- This topic has 4 replies, 5 voices, and was last updated by Valerie Sanchez.
- January 16, 2024 at 1:10 pm #33118
Some of the strategies I would utilize to provide age and developmentally appropriate care for a pre-pubertal child and their family include:
- Recognize that each child is unique, and there is no one-size-fits-all approach. Tailor communication based on the child’s age, maturity, and the parents’ preferences.
- Select an appropriate time and space where this family can focus on the information with minimal distraction and a sense of safety/privacy.
- Use clear, simple language and avoid medical jargon. Provide information in a way that the child can understand.
- Utilize visual aids to help illustrate any appropriate concepts
- Acknowledge that discussing fertility preservation may evoke emotions. Offer empathy and provide a supportive environment for them to express their feelings.
- Be mindful of the family’s cultural and spiritual beliefs by incorporating these aspects into the discussion where appropriate.
- January 18, 2024 at 8:00 am #33131
I agree with the points that you make to implement patient-specific care. In the reading this week it mentions a scale that can be used to assess the child’s values and feelings towards fertility. This might help providers be more comfortable addressing the topic as it is pre-set questions. I think it is also important to involve the parents and perhaps have them fill out the scale as well (separately). The time of diagnosis is overwhelming and not an appropriate time to delve into details. I think as mentioned in this week’s case study, it’s important to broach the topic and send the family home with some reading about options and agree to circle back. At a later appointment, more in depth discussions can occur and referrals made to start the fertility process. I think bringing an age-appropriate child psychologist into the discussion is also helpful if the child is hesitant to discuss their feelings about the topic.

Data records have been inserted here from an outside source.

mod loopback;

pub use loopback::V4L2Output;

use anyhow::Result;
use image::RgbaImage;

/// Raster surface that blended frames are presented to
pub trait DisplaySurface: Send {
    /// Present a frame
    fn present(&mut self, frame: &RgbaImage) -> Result<()>;
}
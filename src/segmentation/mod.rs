mod deeplab;
mod preprocess;
mod session;
pub mod types;

pub use deeplab::DeepLab;
pub use session::InferenceSession;
pub use types::{Backend, Mask, RunningMode, SegmentError, SegmentationEngine};

use anyhow::Result;
use crossbeam_channel::{bounded, Receiver, Sender};
use std::path::PathBuf;
use std::thread;

type EngineResult = Result<Box<dyn SegmentationEngine>>;

/// Engine whose load is still running on a background thread
pub struct PendingEngine {
    receiver: Receiver<EngineResult>,
}

impl PendingEngine {
    /// Pending engine fed by the returned sender
    pub fn channel() -> (Sender<EngineResult>, Self) {
        // A load reports exactly once
        let (tx, receiver) = bounded(1);
        (tx, Self { receiver })
    }
}

/// Start loading the default segmentation model (DeepLab) in the background
pub fn spawn_loader(model_path: PathBuf, backend: Backend, input_edge: u32) -> Result<PendingEngine> {
    let (tx, pending) = PendingEngine::channel();

    thread::Builder::new()
        .name("engine-loader".to_string())
        .spawn(move || {
            let engine = DeepLab::new(&model_path, backend, input_edge)
                .map(|model| Box::new(model) as Box<dyn SegmentationEngine>);
            // The session may already be gone; nothing to report to then
            let _ = tx.send(engine);
        })?;

    Ok(pending)
}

- January 22, 2024 at 11:50 am #33187
I agree with both of you and that patient specific care is required. I do think that along with a child psychologist that using Child Life Specialist to assist with delivering age and developmentally appropriate information to the child would prove useful.
- January 22, 2024 at 1:59 pm #33192
I think using a child life specialist is a great idea and not something that I have used yet. I think this would be great for patients in the age range who may be too young to sign assent but old enough to give verbal assent.
- January 23, 2024 at 10:55 am #33217
I agree with the strategies Katherine set out for age and developmentally appropriate care. I would also add a child Life specialist to the team. Not only will they provide age and developmentally appropriate education, but they would also assist the parents as well.